Print all the data, keeping every line exactly as it is.
START SOURCE MATERIAL
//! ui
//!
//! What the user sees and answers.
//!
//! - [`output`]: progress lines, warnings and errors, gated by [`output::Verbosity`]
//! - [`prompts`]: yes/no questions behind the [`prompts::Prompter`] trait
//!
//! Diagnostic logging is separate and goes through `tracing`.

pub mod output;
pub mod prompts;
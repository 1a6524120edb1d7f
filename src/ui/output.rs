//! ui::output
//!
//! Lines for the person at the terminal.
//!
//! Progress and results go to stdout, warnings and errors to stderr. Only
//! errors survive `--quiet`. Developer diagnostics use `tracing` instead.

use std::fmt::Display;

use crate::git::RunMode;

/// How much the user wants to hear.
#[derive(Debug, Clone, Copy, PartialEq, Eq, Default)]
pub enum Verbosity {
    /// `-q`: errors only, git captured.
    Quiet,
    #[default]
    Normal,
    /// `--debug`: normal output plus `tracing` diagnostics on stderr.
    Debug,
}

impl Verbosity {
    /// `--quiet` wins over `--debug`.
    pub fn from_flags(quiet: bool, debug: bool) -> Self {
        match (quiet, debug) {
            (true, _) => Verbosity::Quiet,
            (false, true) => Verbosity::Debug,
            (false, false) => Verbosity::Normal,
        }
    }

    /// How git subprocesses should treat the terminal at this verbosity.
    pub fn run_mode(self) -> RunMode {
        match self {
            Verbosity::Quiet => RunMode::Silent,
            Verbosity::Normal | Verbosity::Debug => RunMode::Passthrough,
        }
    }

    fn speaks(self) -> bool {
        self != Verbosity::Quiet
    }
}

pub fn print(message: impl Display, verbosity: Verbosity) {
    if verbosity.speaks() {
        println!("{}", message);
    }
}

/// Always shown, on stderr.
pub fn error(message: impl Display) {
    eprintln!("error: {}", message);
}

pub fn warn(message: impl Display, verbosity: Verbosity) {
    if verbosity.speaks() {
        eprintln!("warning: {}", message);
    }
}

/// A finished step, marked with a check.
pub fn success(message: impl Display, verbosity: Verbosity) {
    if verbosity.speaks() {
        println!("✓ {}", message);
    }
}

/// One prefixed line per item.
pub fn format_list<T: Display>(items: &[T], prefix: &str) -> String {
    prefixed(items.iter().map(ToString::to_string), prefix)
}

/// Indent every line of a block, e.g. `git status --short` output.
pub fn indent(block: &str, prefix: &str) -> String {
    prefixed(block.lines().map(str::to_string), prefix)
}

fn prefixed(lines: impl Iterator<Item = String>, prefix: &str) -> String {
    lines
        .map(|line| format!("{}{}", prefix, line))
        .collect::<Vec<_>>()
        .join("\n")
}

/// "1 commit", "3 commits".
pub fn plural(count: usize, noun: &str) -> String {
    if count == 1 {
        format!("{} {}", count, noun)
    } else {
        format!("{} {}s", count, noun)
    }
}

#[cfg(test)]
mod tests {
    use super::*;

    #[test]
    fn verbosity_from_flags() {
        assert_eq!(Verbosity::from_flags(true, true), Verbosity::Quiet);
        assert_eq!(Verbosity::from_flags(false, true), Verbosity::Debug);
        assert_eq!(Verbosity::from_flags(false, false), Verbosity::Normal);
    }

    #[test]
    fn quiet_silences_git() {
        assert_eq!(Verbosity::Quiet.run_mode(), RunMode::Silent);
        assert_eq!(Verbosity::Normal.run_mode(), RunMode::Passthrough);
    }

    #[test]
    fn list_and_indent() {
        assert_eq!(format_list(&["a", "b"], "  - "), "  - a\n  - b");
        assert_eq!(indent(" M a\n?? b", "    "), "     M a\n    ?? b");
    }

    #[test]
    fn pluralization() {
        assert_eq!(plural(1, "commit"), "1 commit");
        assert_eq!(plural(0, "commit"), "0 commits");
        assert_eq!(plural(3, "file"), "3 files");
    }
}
END SOURCE MATERIAL
** OUTPUT FOR THIS TASK **
//! ui
//!
//! What the user sees and answers.
//!
//! - [`output`]: progress lines, warnings and errors, gated by [`output::Verbosity`]
//! - [`prompts`]: yes/no questions behind the [`prompts::Prompter`] trait
//!
//! Diagnostic logging is separate and goes through `tracing`.

pub mod output;
pub mod prompts;
repository 1a6524120edb1d7f
filename src/ui/output.rs
//! ui::output
//!
//! Lines for the person at the terminal.
//!
//! Progress and results go to stdout, warnings and errors to stderr. Only
//! errors survive `--quiet`. Developer diagnostics use `tracing` instead.

use std::fmt::Display;

use crate::git::RunMode;

/// How much the user wants to hear.
#[derive(Debug, Clone, Copy, PartialEq, Eq, Default)]
pub enum Verbosity {
    /// `-q`: errors only, git captured.
    Quiet,
    #[default]
    Normal,
    /// `--debug`: normal output plus `tracing` diagnostics on stderr.
    Debug,
}

impl Verbosity {
    /// `--quiet` wins over `--debug`.
    pub fn from_flags(quiet: bool, debug: bool) -> Self {
        match (quiet, debug) {
            (true, _) => Verbosity::Quiet,
            (false, true) => Verbosity::Debug,
            (false, false) => Verbosity::Normal,
        }
    }

    /// How git subprocesses should treat the terminal at this verbosity.
    pub fn run_mode(self) -> RunMode {
        match self {
            Verbosity::Quiet => RunMode::Silent,
            Verbosity::Normal | Verbosity::Debug => RunMode::Passthrough,
        }
    }

    fn speaks(self) -> bool {
        self != Verbosity::Quiet
    }
}

pub fn print(message: impl Display, verbosity: Verbosity) {
    if verbosity.speaks() {
        println!("{}", message);
    }
}

/// Always shown, on stderr.
pub fn error(message: impl Display) {
    eprintln!("error: {}", message);
}

pub fn warn(message: impl Display, verbosity: Verbosity) {
    if verbosity.speaks() {
        eprintln!("warning: {}", message);
    }
}

/// A finished step, marked with a check.
pub fn success(message: impl Display, verbosity: Verbosity) {
    if verbosity.speaks() {
        println!("✓ {}", message);
    }
}

/// One prefixed line per item.
pub fn format_list<T: Display>(items: &[T], prefix: &str) -> String {
    prefixed(items.iter().map(ToString::to_string), prefix)
}

/// Indent every line of a block, e.g. `git status --short` output.
pub fn indent(block: &str, prefix: &str) -> String {
    prefixed(block.lines().map(str::to_string), prefix)
}

fn prefixed(lines: impl Iterator<Item = String>, prefix: &str) -> String {
    lines
        .map(|line| format!("{}{}", prefix, line))
        .collect::<Vec<_>>()
        .join("\n")
}

/// "1 commit", "3 commits".
pub fn plural(count: usize, noun: &str) -> String {
    if count == 1 {
        format!("{} {}", count, noun)
    } else {
        format!("{} {}s", count, noun)
    }
}

#[cfg(test)]
mod tests {
    use super::*;

    #[test]
    fn verbosity_from_flags() {
        assert_eq!(Verbosity::from_flags(true, true), Verbosity::Quiet);
        assert_eq!(Verbosity::from_flags(false, true), Verbosity::Debug);
        assert_eq!(Verbosity::from_flags(false, false), Verbosity::Normal);
    }

    #[test]
    fn quiet_silences_git() {
        assert_eq!(Verbosity::Quiet.run_mode(), RunMode::Silent);
        assert_eq!(Verbosity::Normal.run_mode(), RunMode::Passthrough);
    }

    #[test]
    fn list_and_indent() {
        assert_eq!(format_list(&["a", "b"], "  - "), "  - a\n  - b");
        assert_eq!(indent(" M a\n?? b", "    "), "     M a\n    ?? b");
    }

    #[test]
    fn pluralization() {
        assert_eq!(plural(1, "commit"), "1 commit");
        assert_eq!(plural(0, "commit"), "0 commits");
        assert_eq!(plural(3, "file"), "3 files");
    }
}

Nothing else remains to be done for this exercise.